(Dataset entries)
☆ ☆ ☆ ☆ ☆

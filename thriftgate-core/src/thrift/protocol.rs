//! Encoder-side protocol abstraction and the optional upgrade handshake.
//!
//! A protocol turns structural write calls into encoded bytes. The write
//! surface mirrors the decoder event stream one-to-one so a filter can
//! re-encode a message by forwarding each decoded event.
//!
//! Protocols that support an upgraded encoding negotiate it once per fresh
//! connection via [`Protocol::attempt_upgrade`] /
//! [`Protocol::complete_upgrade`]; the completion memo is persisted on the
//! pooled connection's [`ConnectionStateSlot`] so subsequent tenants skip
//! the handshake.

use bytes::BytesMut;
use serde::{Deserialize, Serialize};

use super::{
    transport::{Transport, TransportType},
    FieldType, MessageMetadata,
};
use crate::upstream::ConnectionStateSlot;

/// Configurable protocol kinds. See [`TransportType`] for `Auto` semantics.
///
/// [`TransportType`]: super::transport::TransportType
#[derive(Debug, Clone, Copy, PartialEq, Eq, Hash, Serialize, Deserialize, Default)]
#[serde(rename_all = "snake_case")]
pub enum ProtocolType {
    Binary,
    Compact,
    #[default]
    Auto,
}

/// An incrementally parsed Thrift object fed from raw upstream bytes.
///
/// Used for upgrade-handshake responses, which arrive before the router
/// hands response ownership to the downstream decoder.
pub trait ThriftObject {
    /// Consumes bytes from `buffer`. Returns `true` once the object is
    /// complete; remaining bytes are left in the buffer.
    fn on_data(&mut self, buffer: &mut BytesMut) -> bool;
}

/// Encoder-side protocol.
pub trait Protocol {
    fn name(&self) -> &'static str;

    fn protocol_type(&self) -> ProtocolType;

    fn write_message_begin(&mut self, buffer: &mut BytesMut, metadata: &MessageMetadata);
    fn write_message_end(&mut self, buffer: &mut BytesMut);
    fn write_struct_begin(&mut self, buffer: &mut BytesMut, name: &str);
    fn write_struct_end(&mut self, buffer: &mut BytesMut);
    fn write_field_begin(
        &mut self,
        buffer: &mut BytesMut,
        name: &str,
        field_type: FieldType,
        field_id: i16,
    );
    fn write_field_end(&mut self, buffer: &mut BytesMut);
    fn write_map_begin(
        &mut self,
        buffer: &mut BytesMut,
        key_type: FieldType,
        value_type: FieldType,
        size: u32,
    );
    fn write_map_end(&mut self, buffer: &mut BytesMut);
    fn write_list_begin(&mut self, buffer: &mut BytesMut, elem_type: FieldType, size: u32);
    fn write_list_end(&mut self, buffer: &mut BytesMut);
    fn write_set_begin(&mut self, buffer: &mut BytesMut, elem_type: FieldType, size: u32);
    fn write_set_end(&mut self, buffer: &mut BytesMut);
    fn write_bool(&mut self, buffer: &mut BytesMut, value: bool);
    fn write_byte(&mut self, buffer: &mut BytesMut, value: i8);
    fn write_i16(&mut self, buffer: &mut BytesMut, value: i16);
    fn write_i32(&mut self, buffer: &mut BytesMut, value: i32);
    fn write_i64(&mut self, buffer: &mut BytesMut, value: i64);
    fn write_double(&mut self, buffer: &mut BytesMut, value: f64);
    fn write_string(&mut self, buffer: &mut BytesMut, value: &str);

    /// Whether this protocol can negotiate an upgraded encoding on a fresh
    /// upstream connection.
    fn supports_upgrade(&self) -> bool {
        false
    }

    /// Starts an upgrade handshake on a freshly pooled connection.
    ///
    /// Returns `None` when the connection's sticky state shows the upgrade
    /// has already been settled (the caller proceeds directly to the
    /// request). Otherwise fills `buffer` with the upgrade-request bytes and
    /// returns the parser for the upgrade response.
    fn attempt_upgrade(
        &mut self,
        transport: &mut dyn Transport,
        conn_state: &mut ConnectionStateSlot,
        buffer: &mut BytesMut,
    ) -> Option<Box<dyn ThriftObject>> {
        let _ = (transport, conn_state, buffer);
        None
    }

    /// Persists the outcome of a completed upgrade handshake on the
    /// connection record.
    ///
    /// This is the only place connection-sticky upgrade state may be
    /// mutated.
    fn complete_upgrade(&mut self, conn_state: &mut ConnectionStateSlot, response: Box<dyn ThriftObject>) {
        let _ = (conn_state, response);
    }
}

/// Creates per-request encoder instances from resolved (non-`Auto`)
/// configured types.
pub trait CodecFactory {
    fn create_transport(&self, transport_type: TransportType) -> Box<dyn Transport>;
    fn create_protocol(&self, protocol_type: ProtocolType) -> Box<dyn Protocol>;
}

☆ ☆ ☆ ☆ ☆

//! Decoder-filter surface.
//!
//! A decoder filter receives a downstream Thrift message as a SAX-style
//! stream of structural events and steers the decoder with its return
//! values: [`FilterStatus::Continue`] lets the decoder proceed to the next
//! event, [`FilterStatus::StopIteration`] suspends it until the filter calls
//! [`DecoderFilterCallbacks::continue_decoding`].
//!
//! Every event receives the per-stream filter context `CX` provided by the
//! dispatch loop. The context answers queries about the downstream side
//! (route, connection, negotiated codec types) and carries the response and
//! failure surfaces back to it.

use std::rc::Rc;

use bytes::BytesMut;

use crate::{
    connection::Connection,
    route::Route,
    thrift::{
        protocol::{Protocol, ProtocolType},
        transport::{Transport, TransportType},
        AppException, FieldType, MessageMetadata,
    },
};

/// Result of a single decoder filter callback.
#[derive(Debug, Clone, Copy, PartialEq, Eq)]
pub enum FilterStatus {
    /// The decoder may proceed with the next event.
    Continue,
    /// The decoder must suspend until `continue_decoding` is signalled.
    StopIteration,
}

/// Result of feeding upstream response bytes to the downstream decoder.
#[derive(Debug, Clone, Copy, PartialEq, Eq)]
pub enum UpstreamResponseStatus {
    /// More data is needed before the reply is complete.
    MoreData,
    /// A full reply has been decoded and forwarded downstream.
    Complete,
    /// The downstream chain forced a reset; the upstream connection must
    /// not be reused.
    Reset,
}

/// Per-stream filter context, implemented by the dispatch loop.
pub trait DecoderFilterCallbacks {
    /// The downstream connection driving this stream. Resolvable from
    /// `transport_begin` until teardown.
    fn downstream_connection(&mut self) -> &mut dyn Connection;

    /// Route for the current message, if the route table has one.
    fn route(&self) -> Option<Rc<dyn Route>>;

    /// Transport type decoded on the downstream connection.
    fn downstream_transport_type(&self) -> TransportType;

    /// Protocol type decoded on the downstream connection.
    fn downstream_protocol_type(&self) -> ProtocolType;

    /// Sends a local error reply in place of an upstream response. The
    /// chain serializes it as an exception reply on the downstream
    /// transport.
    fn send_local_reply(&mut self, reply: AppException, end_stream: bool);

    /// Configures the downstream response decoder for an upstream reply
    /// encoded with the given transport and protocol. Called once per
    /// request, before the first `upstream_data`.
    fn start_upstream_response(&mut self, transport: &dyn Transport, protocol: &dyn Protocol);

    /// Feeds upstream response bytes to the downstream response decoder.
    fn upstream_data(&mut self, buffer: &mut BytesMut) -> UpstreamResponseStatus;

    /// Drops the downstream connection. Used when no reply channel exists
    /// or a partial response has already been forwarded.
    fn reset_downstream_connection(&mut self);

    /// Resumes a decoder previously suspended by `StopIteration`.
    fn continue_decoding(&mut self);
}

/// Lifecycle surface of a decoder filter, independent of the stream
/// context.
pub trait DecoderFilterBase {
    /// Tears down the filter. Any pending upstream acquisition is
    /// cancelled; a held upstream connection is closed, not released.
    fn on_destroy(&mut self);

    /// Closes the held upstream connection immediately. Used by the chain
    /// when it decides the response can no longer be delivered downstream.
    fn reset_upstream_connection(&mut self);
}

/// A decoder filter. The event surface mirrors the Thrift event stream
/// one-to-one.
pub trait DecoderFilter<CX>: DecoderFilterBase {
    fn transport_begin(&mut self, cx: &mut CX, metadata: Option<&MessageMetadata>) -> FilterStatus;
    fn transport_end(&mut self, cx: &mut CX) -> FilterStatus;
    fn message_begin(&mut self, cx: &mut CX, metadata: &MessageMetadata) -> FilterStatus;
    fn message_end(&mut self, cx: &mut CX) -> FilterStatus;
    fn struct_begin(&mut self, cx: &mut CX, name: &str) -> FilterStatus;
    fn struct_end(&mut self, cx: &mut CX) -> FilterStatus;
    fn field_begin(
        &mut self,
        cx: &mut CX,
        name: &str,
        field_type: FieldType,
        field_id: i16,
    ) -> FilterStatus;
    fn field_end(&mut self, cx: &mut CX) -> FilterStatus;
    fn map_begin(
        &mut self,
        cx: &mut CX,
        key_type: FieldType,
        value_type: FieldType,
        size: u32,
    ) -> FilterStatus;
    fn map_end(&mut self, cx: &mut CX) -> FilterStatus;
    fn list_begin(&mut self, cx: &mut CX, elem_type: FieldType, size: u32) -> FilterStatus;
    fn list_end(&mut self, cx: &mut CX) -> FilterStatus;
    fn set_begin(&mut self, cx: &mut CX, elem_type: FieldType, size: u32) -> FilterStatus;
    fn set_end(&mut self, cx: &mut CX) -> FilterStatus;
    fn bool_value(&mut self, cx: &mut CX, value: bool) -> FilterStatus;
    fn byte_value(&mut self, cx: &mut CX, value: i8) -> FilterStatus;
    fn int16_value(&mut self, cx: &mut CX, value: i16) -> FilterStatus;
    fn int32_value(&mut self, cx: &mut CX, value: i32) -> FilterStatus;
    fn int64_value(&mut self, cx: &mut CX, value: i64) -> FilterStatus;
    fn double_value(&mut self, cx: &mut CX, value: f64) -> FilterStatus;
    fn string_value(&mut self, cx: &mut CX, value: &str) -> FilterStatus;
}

☆ ☆ ☆ ☆ ☆

TASK ITEM:
Every line holding the string "TransportType" should be copied here, so please find those lines in the data.

WORKED SOLUTION:
    transport::{Transport, TransportType},
/// Configurable protocol kinds. See [`TransportType`] for `Auto` semantics.
/// [`TransportType`]: super::transport::TransportType
    fn create_transport(&self, transport_type: TransportType) -> Box<dyn Transport>;
        transport::{Transport, TransportType},
    fn downstream_transport_type(&self) -> TransportType;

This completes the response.